PROBLEM DESCRIPTION:
Return, from the listing below, each line where the word "Deserialize" appears.

GIVEN RECORDS:
· · ·
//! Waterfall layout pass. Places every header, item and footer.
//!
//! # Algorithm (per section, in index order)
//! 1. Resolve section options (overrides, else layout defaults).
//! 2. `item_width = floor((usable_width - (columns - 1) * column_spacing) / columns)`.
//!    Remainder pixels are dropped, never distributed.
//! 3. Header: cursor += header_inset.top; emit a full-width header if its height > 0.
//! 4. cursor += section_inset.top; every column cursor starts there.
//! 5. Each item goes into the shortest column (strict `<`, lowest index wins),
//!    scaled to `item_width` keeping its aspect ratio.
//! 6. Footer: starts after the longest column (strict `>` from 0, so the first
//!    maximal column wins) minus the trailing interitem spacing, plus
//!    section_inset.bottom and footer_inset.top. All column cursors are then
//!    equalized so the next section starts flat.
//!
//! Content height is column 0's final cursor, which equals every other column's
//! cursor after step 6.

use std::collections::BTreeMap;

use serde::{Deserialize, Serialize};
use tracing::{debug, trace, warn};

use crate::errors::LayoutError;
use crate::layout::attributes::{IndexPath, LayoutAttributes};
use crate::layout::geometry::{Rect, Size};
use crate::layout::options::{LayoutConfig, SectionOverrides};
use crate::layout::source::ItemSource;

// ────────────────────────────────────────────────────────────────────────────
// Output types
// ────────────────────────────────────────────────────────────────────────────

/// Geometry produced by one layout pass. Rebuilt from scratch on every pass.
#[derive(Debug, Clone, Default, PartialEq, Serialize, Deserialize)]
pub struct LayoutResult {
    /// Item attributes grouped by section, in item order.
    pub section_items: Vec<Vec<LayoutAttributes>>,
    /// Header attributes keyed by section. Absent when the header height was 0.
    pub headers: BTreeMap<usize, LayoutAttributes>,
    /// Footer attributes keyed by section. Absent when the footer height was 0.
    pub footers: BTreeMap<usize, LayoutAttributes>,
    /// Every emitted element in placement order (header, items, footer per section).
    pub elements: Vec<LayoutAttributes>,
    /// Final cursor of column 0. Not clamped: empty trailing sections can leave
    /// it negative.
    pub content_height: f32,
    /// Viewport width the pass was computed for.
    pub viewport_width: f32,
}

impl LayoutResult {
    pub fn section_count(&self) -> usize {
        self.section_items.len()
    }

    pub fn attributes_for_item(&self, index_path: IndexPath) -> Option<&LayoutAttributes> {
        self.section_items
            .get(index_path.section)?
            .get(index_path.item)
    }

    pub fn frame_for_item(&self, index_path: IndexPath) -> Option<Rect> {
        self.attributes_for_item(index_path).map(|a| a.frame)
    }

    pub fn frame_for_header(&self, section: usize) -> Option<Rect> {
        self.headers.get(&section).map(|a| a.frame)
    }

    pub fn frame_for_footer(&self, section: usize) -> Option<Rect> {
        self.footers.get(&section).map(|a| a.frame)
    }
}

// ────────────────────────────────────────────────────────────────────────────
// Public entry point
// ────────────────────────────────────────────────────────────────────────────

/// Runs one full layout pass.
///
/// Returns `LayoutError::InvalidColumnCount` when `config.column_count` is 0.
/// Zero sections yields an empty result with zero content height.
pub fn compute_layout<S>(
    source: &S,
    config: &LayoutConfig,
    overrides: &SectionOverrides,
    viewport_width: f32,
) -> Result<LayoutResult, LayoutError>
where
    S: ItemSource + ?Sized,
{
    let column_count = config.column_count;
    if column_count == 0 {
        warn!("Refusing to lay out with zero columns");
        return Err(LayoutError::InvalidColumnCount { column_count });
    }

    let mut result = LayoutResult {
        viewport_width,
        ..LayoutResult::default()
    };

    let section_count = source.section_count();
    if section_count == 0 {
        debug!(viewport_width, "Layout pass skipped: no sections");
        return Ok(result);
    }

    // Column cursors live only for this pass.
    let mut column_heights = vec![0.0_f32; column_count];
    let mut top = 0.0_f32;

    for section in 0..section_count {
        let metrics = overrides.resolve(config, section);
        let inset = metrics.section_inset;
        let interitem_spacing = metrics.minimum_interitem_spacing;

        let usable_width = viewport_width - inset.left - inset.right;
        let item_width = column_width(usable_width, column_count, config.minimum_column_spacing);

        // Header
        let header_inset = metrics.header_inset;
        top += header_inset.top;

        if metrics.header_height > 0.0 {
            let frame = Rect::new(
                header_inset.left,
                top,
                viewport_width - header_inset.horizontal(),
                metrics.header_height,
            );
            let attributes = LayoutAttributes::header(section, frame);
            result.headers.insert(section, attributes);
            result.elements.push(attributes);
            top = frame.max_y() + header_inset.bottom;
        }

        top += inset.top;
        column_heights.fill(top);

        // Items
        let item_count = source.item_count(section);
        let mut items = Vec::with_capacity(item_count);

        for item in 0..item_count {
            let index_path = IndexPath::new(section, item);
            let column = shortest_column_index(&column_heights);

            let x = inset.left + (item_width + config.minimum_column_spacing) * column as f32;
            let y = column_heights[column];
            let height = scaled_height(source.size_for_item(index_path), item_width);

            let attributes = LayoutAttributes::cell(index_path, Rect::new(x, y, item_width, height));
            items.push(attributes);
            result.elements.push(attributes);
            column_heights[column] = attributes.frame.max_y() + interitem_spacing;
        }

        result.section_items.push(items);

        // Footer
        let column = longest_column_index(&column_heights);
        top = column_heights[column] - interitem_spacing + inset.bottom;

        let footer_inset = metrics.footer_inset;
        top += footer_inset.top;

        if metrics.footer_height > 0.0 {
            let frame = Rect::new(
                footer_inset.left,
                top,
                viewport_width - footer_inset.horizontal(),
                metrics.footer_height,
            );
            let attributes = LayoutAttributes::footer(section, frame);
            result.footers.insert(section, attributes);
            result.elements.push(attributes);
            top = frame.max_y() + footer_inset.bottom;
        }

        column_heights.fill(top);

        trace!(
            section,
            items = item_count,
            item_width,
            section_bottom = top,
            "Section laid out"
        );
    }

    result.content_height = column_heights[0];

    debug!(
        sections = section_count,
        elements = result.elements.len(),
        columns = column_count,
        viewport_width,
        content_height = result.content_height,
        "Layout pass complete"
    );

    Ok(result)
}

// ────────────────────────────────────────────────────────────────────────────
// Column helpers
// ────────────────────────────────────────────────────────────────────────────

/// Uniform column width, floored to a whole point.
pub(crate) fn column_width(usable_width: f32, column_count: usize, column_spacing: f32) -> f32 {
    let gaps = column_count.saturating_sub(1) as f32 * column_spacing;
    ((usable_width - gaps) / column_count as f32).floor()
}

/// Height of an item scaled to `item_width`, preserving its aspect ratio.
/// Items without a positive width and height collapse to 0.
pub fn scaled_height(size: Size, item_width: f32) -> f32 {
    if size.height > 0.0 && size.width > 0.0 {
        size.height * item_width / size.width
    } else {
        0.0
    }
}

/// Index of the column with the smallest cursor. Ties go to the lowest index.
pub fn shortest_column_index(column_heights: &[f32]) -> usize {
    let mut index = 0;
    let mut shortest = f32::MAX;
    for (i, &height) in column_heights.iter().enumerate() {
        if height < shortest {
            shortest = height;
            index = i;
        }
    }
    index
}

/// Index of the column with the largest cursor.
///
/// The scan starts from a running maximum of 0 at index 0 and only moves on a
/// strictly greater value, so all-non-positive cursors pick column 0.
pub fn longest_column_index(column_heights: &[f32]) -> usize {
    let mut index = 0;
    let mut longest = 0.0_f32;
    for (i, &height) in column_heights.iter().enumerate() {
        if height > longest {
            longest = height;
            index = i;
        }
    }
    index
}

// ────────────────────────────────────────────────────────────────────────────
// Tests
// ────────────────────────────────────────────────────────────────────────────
· · ·
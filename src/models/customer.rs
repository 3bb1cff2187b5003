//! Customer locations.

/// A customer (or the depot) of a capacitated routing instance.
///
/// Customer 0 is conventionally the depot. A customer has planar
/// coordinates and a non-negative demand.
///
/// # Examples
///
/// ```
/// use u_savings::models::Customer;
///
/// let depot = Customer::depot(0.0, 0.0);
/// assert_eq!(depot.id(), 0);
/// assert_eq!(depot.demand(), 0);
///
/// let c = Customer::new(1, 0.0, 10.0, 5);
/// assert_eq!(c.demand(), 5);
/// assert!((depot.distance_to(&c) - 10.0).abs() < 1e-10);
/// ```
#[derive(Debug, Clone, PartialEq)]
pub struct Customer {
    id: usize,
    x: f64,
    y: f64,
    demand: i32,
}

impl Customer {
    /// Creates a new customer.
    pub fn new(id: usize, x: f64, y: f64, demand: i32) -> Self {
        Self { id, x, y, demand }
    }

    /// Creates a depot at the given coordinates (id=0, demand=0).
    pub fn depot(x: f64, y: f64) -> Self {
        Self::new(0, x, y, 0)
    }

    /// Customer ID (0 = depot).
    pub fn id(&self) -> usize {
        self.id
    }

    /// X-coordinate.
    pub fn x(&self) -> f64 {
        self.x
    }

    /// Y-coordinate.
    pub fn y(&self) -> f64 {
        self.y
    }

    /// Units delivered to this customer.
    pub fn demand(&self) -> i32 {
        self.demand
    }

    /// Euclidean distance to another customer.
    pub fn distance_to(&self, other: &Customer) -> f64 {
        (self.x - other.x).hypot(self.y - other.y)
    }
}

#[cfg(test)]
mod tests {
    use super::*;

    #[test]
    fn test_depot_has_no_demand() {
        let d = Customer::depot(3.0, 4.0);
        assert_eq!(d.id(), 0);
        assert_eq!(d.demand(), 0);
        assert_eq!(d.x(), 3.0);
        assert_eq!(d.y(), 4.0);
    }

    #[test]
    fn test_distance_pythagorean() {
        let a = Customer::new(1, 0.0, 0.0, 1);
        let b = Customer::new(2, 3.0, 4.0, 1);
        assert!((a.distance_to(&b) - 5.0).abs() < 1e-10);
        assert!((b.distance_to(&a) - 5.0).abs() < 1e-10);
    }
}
· · ·
RESPONSE:
use serde::{Deserialize, Serialize};
#[derive(Debug, Clone, Default, PartialEq, Serialize, Deserialize)]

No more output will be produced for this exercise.